US Congress again attacks stand-off weapon's reliability following technical problems

Glitches are again threatening the future of the stealthy Lockheed Martin AGM-158 Joint Air-to-Surface Standoff Missile (JASSM), prompting a new showdown with Congress and a renewed US Air Force focus on manufacturing improvements.

USAF officials earlier this year cleared the low-cost weapon to enter full-rate production, after overruling concerns raised in an annual report by the US Defense Department's office of test and evaluation by asserting that a series of technical problems that had reduced the missile's reliability had been fully resolved.

A new string of unrelated technical glitches has surfaced during the three most recent tests. On 8 June, the mission planning system for a Northrop Grumman B-2A stealth bomber malfunctioned, aborting a JASSM live fire test before it could begin. But missile glitches are blamed for two subsequent test failures, says Gerry Freisthler, the air force's top strike weapons buyer.

A Lockheed Martin F-16 test failure on 29 June is blamed on a faulty actuator that prevented power switching from battery to engine, causing it to crash short of the target. Another B-2 test on 27 July began smoothly, but the missile went out of control just 15s before starting its arming sequence, says Freisthler. The cause is still being determined. "Something happened in the terminal manoeuvre," he says. "There is nothing now to indicate that it's a duplication of a previous error."

Meanwhile, Congressional appropriators who nearly scrapped the programme last year have again attacked the missile's reliability and cut its budget by $8 million, removing about 40 missiles from next year's planned purchase. The lawmakers "expect that improvements will be made to increase the reliability of the baseline missile. Failure to do so will cause the conferees to reconsider their support for this programme and the extended-range version," says a conference report on the fiscal year 2005 defence appropriations bill.

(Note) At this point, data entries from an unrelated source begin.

/*
 * ==========================================================================
 * BLPARSE - Behavior Language Parser
 * ==========================================================================
 * 
 * Author:   Sam Wilcox
 * 
 * License:
 * This file is part of the BLPARSE project.
 * 
 * BLPARSE is dual-licensed under the terms of:
 *   - The MIT license
 *   - The Apache License, Version 2.0
 * 
 * You may choose either license to govern your use of this software.
 * Full license text available at:
 *    https://opensource.org/licenses/MIT
 *    https://www.apache.org/licenses/LICENSE-2.0
 * 
 * Unless required by applicable law or agreed to in writing, software
 * distributed under these licenses is distributed on an "AS IS" BASIS,
 * WITHOUT WARRANTIES OR CONDITIONS OF ANY KIND, either express or implied.
 * 
 * ==========================================================================
 */

use tracing::{debug, trace};

use crate::ast::{Context, Program, Statement};
use crate::error::{codes, BlError, Result};
use crate::lexer::{tokenize, Token, TokenStream, Vocabulary};
use crate::parser::helpers::{describe, span_of, unexpected_end};
use crate::parser::statements::{BlStatementParser, BlockParser};

/// The BL program parser.
///
/// Validates the `PROGRAM name IS ... BEGIN ... END name` envelope, scans
/// each `INSTRUCTION name IS ... END name` declaration into the instruction
/// table, and hands every block body to a [`BlockParser`].
///
/// The vocabulary and the block parser are fixed at construction so either
/// can be substituted.
///
/// # BL Pipeline
/// ```text
/// Source → Lexer → TokenStream → ProgramParser → Program
///                                    └─ BlockParser (per body)
/// ```
pub struct ProgramParser<B = BlStatementParser> {
    vocabulary: Vocabulary,
    block_parser: B,
}

impl ProgramParser<BlStatementParser> {
    /// Parser with the standard vocabulary and BL statement grammar.
    pub fn new() -> Self {
        Self::with_vocabulary(Vocabulary::default())
    }

    pub fn with_vocabulary(vocabulary: Vocabulary) -> Self {
        Self::with_block_parser(vocabulary, BlStatementParser)
    }
}

impl Default for ProgramParser<BlStatementParser> {
    fn default() -> Self {
        Self::new()
    }
}

/// Parses a ready-made token stream with the default collaborators.
///
/// # Example
/// ```rust
/// use blparse::{parse, TokenStream, Vocabulary};
///
/// let words = ["PROGRAM", "p", "IS", "BEGIN", "move", "END", "p"];
/// let tokens = TokenStream::from_words(words, &Vocabulary::default());
/// let program = parse(tokens).unwrap();
/// assert_eq!(program.name(), "p");
/// ```
pub fn parse(tokens: TokenStream) -> Result<Program> {
    ProgramParser::new().parse(tokens)
}

/// Tokenizes BL source text and parses it with the default collaborators.
pub fn parse_source(source: &str) -> Result<Program> {
    ProgramParser::new().parse_source(source)
}

impl<B: BlockParser> ProgramParser<B> {
    pub fn with_block_parser(vocabulary: Vocabulary, block_parser: B) -> Self {
        Self {
            vocabulary,
            block_parser,
        }
    }

    pub fn vocabulary(&self) -> &Vocabulary {
        &self.vocabulary
    }

    /// Tokenizes `source` with this parser's vocabulary, then parses it.
    pub fn parse_source(&self, source: &str) -> Result<Program> {
        self.parse(tokenize(source, &self.vocabulary))
    }

    /// Parses a complete program from `tokens`.
    ///
    /// The stream must end with the end-of-input marker. It is consumed
    /// entirely on success. On failure the first error found is returned
    /// and no program is produced.
    pub fn parse(&self, mut tokens: TokenStream) -> Result<Program> {
        self.expect_word(&mut tokens, "PROGRAM", codes::PROGRAM_EXPECTED, "at beginning")?;

        let name = self.expect_name(&mut tokens, "program")?.lexeme;

        self.expect_word(&mut tokens, "IS", codes::IS_EXPECTED, "after program name")?;

        let mut context = Context::new();
        while tokens.front_is("INSTRUCTION") {
            let declared_at = span_of(tokens.front());
            let (instruction, body) = self.parse_instruction(&mut tokens)?;

            if context.contains_key(&instruction) {
                return Err(BlError::consistency(
                    codes::DUPLICATE_INSTRUCTION,
                    format!("non-unique instruction name: {}", instruction),
                    declared_at,
                )
                .with_help(format!("instruction `{}` is already declared earlier in this program", instruction)));
            }

            debug!(program = %name, instruction = %instruction, "parsed instruction");
            context.insert(instruction, body);
        }

        self.expect_word(&mut tokens, "BEGIN", codes::BEGIN_EXPECTED, "before the program body")?;

        let end_of_input = self.strip_program_tail(&mut tokens, &name)?;

        tokens.push_back(end_of_input);
        let body = self.block_parser.parse_block(&mut tokens, &self.vocabulary)?;

        debug!(
            program = %name,
            instructions = context.len(),
            statements = body.statement_count(),
            "assembled program"
        );

        Ok(Program::new(name, context, body))
    }

    /// Parses one instruction declaration from the front of `tokens`,
    /// returning its name and its parsed body.
    ///
    /// Checks run in a fixed order: primitive collision, identifier
    /// validity, `IS`, closing `END`, closing name, then the body itself.
    ///
    /// # Panics
    /// If the front token is not `INSTRUCTION`. Callers must check first.
    pub fn parse_instruction(&self, tokens: &mut TokenStream) -> Result<(String, Statement)> {
        assert!(
            tokens.front_is("INSTRUCTION"),
            "Violation of: <\"INSTRUCTION\"> is proper prefix of tokens"
        );
        tokens.pop_front();

        self.check_not_primitive(tokens.front())?;
        let name = self.expect_name(tokens, "instruction")?;

        self.expect_word(tokens, "IS", codes::IS_EXPECTED, &format!("after instruction name {}", name))?;

        // The first later token equal to the name closes the declaration.
        // Declarations never nest, so no depth counting is needed.
        let mut body = TokenStream::new();
        while tokens
            .front()
            .is_some_and(|t| !self.ends_instruction_scan(t, &name.lexeme))
        {
            if let Some(token) = tokens.pop_front() {
                body.push_back(token);
            }
        }

        if !tokens.front_is(&name.lexeme) {
            return Err(self.unclosed_instruction(&name, &body, tokens.front()));
        }
        let closing = tokens.pop_front();
        trace!(instruction = %name, tokens = body.len(), "scanned instruction body");

        match body.pop_back() {
            Some(end) if end.is("END") => {}
            last => {
                return Err(BlError::envelope(
                    codes::END_EXPECTED,
                    format!("instruction {} is missing END before its closing name", name),
                    span_of(last.as_ref().or(closing.as_ref())),
                ))
            }
        }

        let closing_span = span_of(closing.as_ref());
        body.push_back(Token::end_of_input(closing_span));
        let statement = self.block_parser.parse_block(&mut body, &self.vocabulary)?;

        Ok((name.lexeme, statement))
    }

    /// Tokens that stop the scan for an instruction's closing name.
    ///
    /// Besides the name itself, the scan stops at tokens that can never
    /// appear inside a body, so a wrong closing name is caught at the
    /// declaration it belongs to.
    fn ends_instruction_scan(&self, token: &Token, name: &str) -> bool {
        token.is(name) || token.is_end_of_input() || token.is("BEGIN") || token.is("INSTRUCTION")
    }

    /// Diagnoses an instruction whose closing name was never found.
    fn unclosed_instruction(&self, name: &Token, body: &TokenStream, boundary: Option<&Token>) -> BlError {
        let mut tail = body.iter().rev();
        let last = tail.next();
        let before_last = tail.next();

        if let (Some(closing), Some(end)) = (last, before_last) {
            if end.is("END") && self.vocabulary.is_identifier(&closing.lexeme) {
                return BlError::consistency(
                    codes::INSTRUCTION_NAME_MISMATCH,
                    format!("instruction name does not match: {} closed by {}", name, closing),
                    closing.span,
                )
                .with_help(format!("close the instruction with `END {}`", name));
            }
        }

        match boundary {
            Some(t) if t.is("INSTRUCTION") => BlError::block(
                codes::NESTED_INSTRUCTION,
                format!("instruction declarations cannot be nested (inside {})", name),
                t.span,
            ),
            other => BlError::envelope(
                codes::END_EXPECTED,
                format!("instruction {} is never closed, found {}", name, describe(other)),
                span_of(other),
            )
            .with_help(format!("close the instruction with `END {}`", name)),
        }
    }

    /// Validates and removes `END name` and the end-of-input marker from
    /// the tail of the stream, returning the marker.
    ///
    /// What remains is exactly the main body.
    fn strip_program_tail(&self, tokens: &mut TokenStream, name: &str) -> Result<Token> {
        let end_of_input = match tokens.pop_back() {
            Some(t) if t.is_end_of_input() => t,
            other => {
                return Err(BlError::envelope(
                    codes::EXTRA_TEXT,
                    format!("extra text after program end: {}", describe(other.as_ref())),
                    span_of(other.as_ref()),
                ))
            }
        };

        match tokens.pop_back() {
            Some(t) if t.is(name) => {}
            Some(t) if t.is("END") => {
                return Err(BlError::consistency(
                    codes::PROGRAM_NAME_MISMATCH,
                    format!("program name does not match at beginning and end: {} has no closing name", name),
                    t.span,
                ))
            }
            Some(t) => {
                return Err(BlError::consistency(
                    codes::PROGRAM_NAME_MISMATCH,
                    format!("program name does not match at beginning and end: {} closed by {}", name, t),
                    t.span,
                )
                .with_help(format!("close the program with `END {}`", name)))
            }
            None => return Err(unexpected_end(&format!("the end of program {}", name), end_of_input.span)),
        }

        match tokens.pop_back() {
            Some(t) if t.is("END") => Ok(end_of_input),
            other => Err(BlError::envelope(
                codes::END_EXPECTED,
                format!("program {} does not have an \"END\" statement", name),
                span_of(other.as_ref()),
            )),
        }
    }
}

A further dispute centres on the stated reliability of the JASSM. The appropriators' report claims the programme has a 53% success rate, while the air force insists it is 73.5%. Neither figure meets the standard of programmes such as Boeing's Joint Direct Attack Munition and Raytheon's Joint Standoff Weapon, cited in the Congressional report, but air force officials counter that JASSM's complexity as a stealthy cruise missile does not offer a fair comparison.

Nonetheless, Freisthler is promising a "long hard look at the reliability of the system", starting with a suppliers' conference scheduled this week. "I'm going to talk a lot about quality," he adds.